Había vomitado sangre. Después se había desmayado. Acostada en la cama, se la veía exhausta. Al parecer ya había vomitado sangre antes, pero lo había ocultado. Llamaron al médico. Éste no se pronunció sobre la evolución de la enferma.
Durante un mes, John pensó que Mercy se iba a reponer, quizá porque ella decía que estaba mejor y también porque deseaba creerlo. Se iba a poner bien. Aun así, cuando otro barco partió rumbo a Inglaterra a finales de diciembre envió una carta a James. «Tu madre se está muriendo. No puedo decirte cuánto tiempo va a durar, pero te pido que no tardes en venir».
Después de aquello limitó sus actividades políticas. Aun cuando Abigail ejercía las funciones de enfermera, no quería dejarla sola con toda la carga. Todos los días obligaba a su hija a salir un par de horas y se sentaba junto a la cabecera de Mercy. A veces a ella le apetecía que le leyera algo, el Evangelio sobre todo. Y mientras leía aquellos magníficos textos, la potencia y paz contenida en ellos lo confortaban un poco también a él. No era suficiente, sin embargo. En ocasiones, cuando Mercy sentía dolor, él sufría casi tanto como ella.

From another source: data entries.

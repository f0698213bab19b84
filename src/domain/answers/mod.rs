//! Answers module - The typed answer store and its write commands.

mod command;
mod records;
mod store;
mod value;

pub use command::{Answer, QuestionnaireAnswer};
pub use records::{Child, Dependent, ObligationEnd, OtherObligation, PriorPetition, SupportObligation};
pub use store::{
    AnswerStore, BeneficiaryLegalAnswers, BeneficiaryProfileAnswers, GettingStartedAnswers,
    HouseholdAnswers, IncomeAnswers, QuestionnaireAnswers, RequirementsAnswers,
    SponsorLegalAnswers, SponsorProfileAnswers,
};
pub use value::{EmploymentKind, TaxYearMode, YesNo};
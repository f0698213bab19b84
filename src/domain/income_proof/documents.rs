//! Document recommendations for questionnaire endpoints.

use serde::{Deserialize, Serialize};
use std::fmt;

use crate::domain::answers::QuestionnaireAnswers;

use super::StepId;

/// A document the sponsor should gather for the income-proof packet.
#[derive(Debug, Clone, Copy, PartialEq, Eq, Hash, Serialize, Deserialize)]
#[serde(rename_all = "snake_case")]
pub enum DocumentKind {
    /// The federal return or an IRS transcript for the chosen year.
    TaxReturnOrTranscript,
    /// W-2 forms from every employer for the chosen year.
    W2Forms,
    /// 1099 forms reporting non-wage income.
    Forms1099,
    /// Schedules substantiating self-employment income.
    SelfEmploymentSchedules,
    /// Statements proving asset ownership and value.
    AssetRecords,
    /// A letter from the current employer stating salary and start date.
    EmployerLetter,
    /// Recent pay stubs showing current income.
    PayStubs,
    /// A written statement explaining why no return was required.
    NonFilingExplanation,
    /// The missing return, filed late before the petition goes in.
    BelatedTaxReturn,
    /// A household member or joint sponsor's support commitment.
    JointSponsorSupport,
}

impl DocumentKind {
    /// Short label for checklists.
    pub fn label(&self) -> &'static str {
        match self {
            DocumentKind::TaxReturnOrTranscript => "Federal tax return or IRS transcript",
            DocumentKind::W2Forms => "W-2 forms",
            DocumentKind::Forms1099 => "1099 forms",
            DocumentKind::SelfEmploymentSchedules => "Self-employment schedules",
            DocumentKind::AssetRecords => "Asset ownership and value records",
            DocumentKind::EmployerLetter => "Employer letter",
            DocumentKind::PayStubs => "Recent pay stubs",
            DocumentKind::NonFilingExplanation => "Statement of non-filing",
            DocumentKind::BelatedTaxReturn => "Late-filed federal tax return",
            DocumentKind::JointSponsorSupport => "Joint sponsor support documents",
        }
    }
}

impl fmt::Display for DocumentKind {
    fn fmt(&self, f: &mut fmt::Formatter<'_>) -> fmt::Result {
        write!(f, "{}", self.label())
    }
}

/// Assembles the document bundle for an endpoint.
///
/// The bundle reflects which branch conditions held on the way in: a
/// mixed-income filer collects both wage and self-employment evidence,
/// an asset endpoint adds asset records on top of the return, and so
/// on. Question steps have no bundle and return an empty list.
pub fn recommended_documents(
    endpoint: StepId,
    answers: &QuestionnaireAnswers,
) -> Vec<DocumentKind> {
    match endpoint {
        StepId::EndEmployed => vec![
            DocumentKind::TaxReturnOrTranscript,
            DocumentKind::W2Forms,
        ],
        StepId::EndSelfEmployed => vec![
            DocumentKind::TaxReturnOrTranscript,
            DocumentKind::SelfEmploymentSchedules,
            DocumentKind::Forms1099,
        ],
        StepId::EndMixed => vec![
            DocumentKind::TaxReturnOrTranscript,
            DocumentKind::W2Forms,
            DocumentKind::Forms1099,
            DocumentKind::SelfEmploymentSchedules,
        ],
        StepId::EndAssets => vec![
            DocumentKind::TaxReturnOrTranscript,
            DocumentKind::AssetRecords,
        ],
        StepId::EndCurrentIncome => vec![
            DocumentKind::TaxReturnOrTranscript,
            DocumentKind::EmployerLetter,
            DocumentKind::PayStubs,
        ],
        StepId::EndInsufficient => vec![
            DocumentKind::TaxReturnOrTranscript,
            DocumentKind::JointSponsorSupport,
        ],
        StepId::EndException => {
            let mut docs = vec![DocumentKind::NonFilingExplanation];
            // An exempt non-filer with recorded current income still
            // benefits from documenting it.
            if answers.current_income_sufficient.is_some() {
                docs.push(DocumentKind::PayStubs);
            }
            docs
        }
        StepId::EndMustFile => vec![DocumentKind::BelatedTaxReturn],
        _ => Vec::new(),
    }
}

#[cfg(test)]
mod tests {
    use super::*;
    use crate::domain::answers::YesNo;

    #[test]
    fn employed_endpoint_bundles_return_and_w2s() {
        let docs = recommended_documents(StepId::EndEmployed, &QuestionnaireAnswers::default());
        assert_eq!(
            docs,
            vec![DocumentKind::TaxReturnOrTranscript, DocumentKind::W2Forms]
        );
    }

    #[test]
    fn mixed_endpoint_bundles_both_income_kinds() {
        let docs = recommended_documents(StepId::EndMixed, &QuestionnaireAnswers::default());
        assert!(docs.contains(&DocumentKind::W2Forms));
        assert!(docs.contains(&DocumentKind::SelfEmploymentSchedules));
    }

    #[test]
    fn exception_endpoint_adds_pay_stubs_when_income_was_discussed() {
        let mut answers = QuestionnaireAnswers::default();
        assert_eq!(
            recommended_documents(StepId::EndException, &answers),
            vec![DocumentKind::NonFilingExplanation]
        );

        answers.current_income_sufficient = Some(YesNo::Yes);
        let docs = recommended_documents(StepId::EndException, &answers);
        assert!(docs.contains(&DocumentKind::PayStubs));
    }

    #[test]
    fn question_steps_recommend_nothing() {
        assert!(
            recommended_documents(StepId::ReportedAgi, &QuestionnaireAnswers::default())
                .is_empty()
        );
    }

    #[test]
    fn document_kind_serializes_snake_case() {
        let json = serde_json::to_string(&DocumentKind::W2Forms).unwrap();
        assert_eq!(json, "\"w2_forms\"");
    }
}
//! Command handlers.
//!
//! Each handler loads the case, invokes one aggregate operation,
//! persists the result, and hands the drained domain events to the
//! sink. Handlers are where the engine logs; the domain stays silent.

mod acknowledge_disqualification;
mod advance_screen;
mod record_answer;
mod reset_questionnaire;
mod retreat_screen;
mod rewind_questionnaire;
mod start_case;
mod submit_questionnaire_step;

pub use acknowledge_disqualification::{
    AcknowledgeDisqualificationCommand, AcknowledgeDisqualificationHandler,
};
pub use advance_screen::{AdvanceScreenCommand, AdvanceScreenHandler, AdvanceScreenResult};
pub use record_answer::{RecordAnswerCommand, RecordAnswerHandler, RecordAnswerResult};
pub use reset_questionnaire::{ResetQuestionnaireCommand, ResetQuestionnaireHandler};
pub use retreat_screen::{RetreatScreenCommand, RetreatScreenHandler, RetreatScreenResult};
pub use rewind_questionnaire::{
    RewindQuestionnaireCommand, RewindQuestionnaireHandler, RewindQuestionnaireResult,
};
pub use start_case::{StartCaseCommand, StartCaseHandler, StartCaseResult};
pub use submit_questionnaire_step::{
    SubmitQuestionnaireStepCommand, SubmitQuestionnaireStepHandler, SubmitQuestionnaireStepResult,
};

use std::sync::Arc;

use crate::domain::case::ScreeningCase;
use crate::domain::foundation::{CaseId, DomainError, ErrorCode};
use crate::ports::{CaseEventSink, CaseRepository};

/// Loads a case or produces the standard not-found error.
fn load_case(
    repository: &Arc<dyn CaseRepository>,
    case_id: CaseId,
) -> Result<ScreeningCase, DomainError> {
    repository.find_by_id(&case_id)?.ok_or_else(|| {
        DomainError::new(ErrorCode::CaseNotFound, format!("Case not found: {}", case_id))
    })
}

/// Persists the case and forwards its drained events to the sink.
fn commit(
    repository: &Arc<dyn CaseRepository>,
    sink: &Arc<dyn CaseEventSink>,
    case: &mut ScreeningCase,
) -> Result<(), DomainError> {
    repository.update(case)?;
    let events = case.take_events();
    if !events.is_empty() {
        sink.publish(case.id(), &events);
    }
    Ok(())
}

A medida que pasaban las semanas y ella estaba cada vez más pálida y delgada, se mantenía, con todo, al corriente de lo que sucedía en el mundo. En febrero, los moderados ganaron la partida y la asamblea de Nueva York se negó a mandar delegados para asistir al segundo congreso de Filadelfia. Él se felicitó de su sensatez, abrigando la esperanza de que los esfuerzos que había realizado a comienzos de invierno hubieran contribuido a fortalecer la moral de los políticos. Su decisión fue en vano de todas formas. Los patriotas reaccionaron con protestas en las calles y eligieron un comité por su cuenta. Incapaz de controlar los acontecimientos, la Asamblea estaba perdiendo relevancia.
En marzo, John tenía la impresión de que le quedaba poco tiempo antes de perder a Mercy. Una llama de determinación la mantenía todavía con vida, empero.

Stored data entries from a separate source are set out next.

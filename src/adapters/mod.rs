//! Adapters - Concrete implementations of the engine's ports.

pub mod memory;
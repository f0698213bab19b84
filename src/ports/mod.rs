//! Ports - Interfaces the engine's embedder implements.
//!
//! The engine core is a pure library; persistence and event delivery
//! are collaborators plugged in through these traits.

mod case_repository;
mod event_sink;

pub use case_repository::CaseRepository;
pub use event_sink::CaseEventSink;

—¿Crees que James va a venir? —le preguntaba a veces.
—Le escribí en diciembre —respondía con sinceridad—. Pero el viaje es largo.
—Lo esperaré mientras pueda.
A veces, cuando hacía compañía a su madre, Abigail le cantaba. Aunque no tenía una voz potente, entonaba bien. Le cantaba bajito y aquello parecía aportar sosiego a su madre.
John Master cenaba todas las noches con Abigail y Hudson les servía. Master siempre procuraba hablarle de otras cosas. Le describía la gran red comercial que vinculaba Nueva York con el sur, las Indias Occidentales y Europa. En ocasiones hablaban de la situación política. A ella le gustaba que le contara cosas de Inglaterra, de todo lo que había visto allí, de los Albion y, por supuesto, de James. A veces le hacía preguntas sobre su infancia y su juventud. Pronto se dio cuenta, sin embargo, de que si él hacía lo posible por distraerla, las preguntas que ella le formulaba tenían exactamente el mismo objetivo.
Si Abigail era un sostén para él, tenía que reconocer asimismo que el hijo de Hudson, Salomon, se había enmendado mucho. Hudson siempre encontraba maneras para mantener al chico ocupado en la casa. Cuando aparecía una gotera en el tejado después de una tormenta, se subía a repararla con celeridad y lo hacía a conciencia. A comienzos de año, Hudson le había pedido en un par de ocasiones si no podría enviar a Salomon a trabajar un tiempo para Susan en el condado de Dutchess. El joven resultaba, no obstante, tan útil en Nueva York que Master no había querido plantearse el asunto.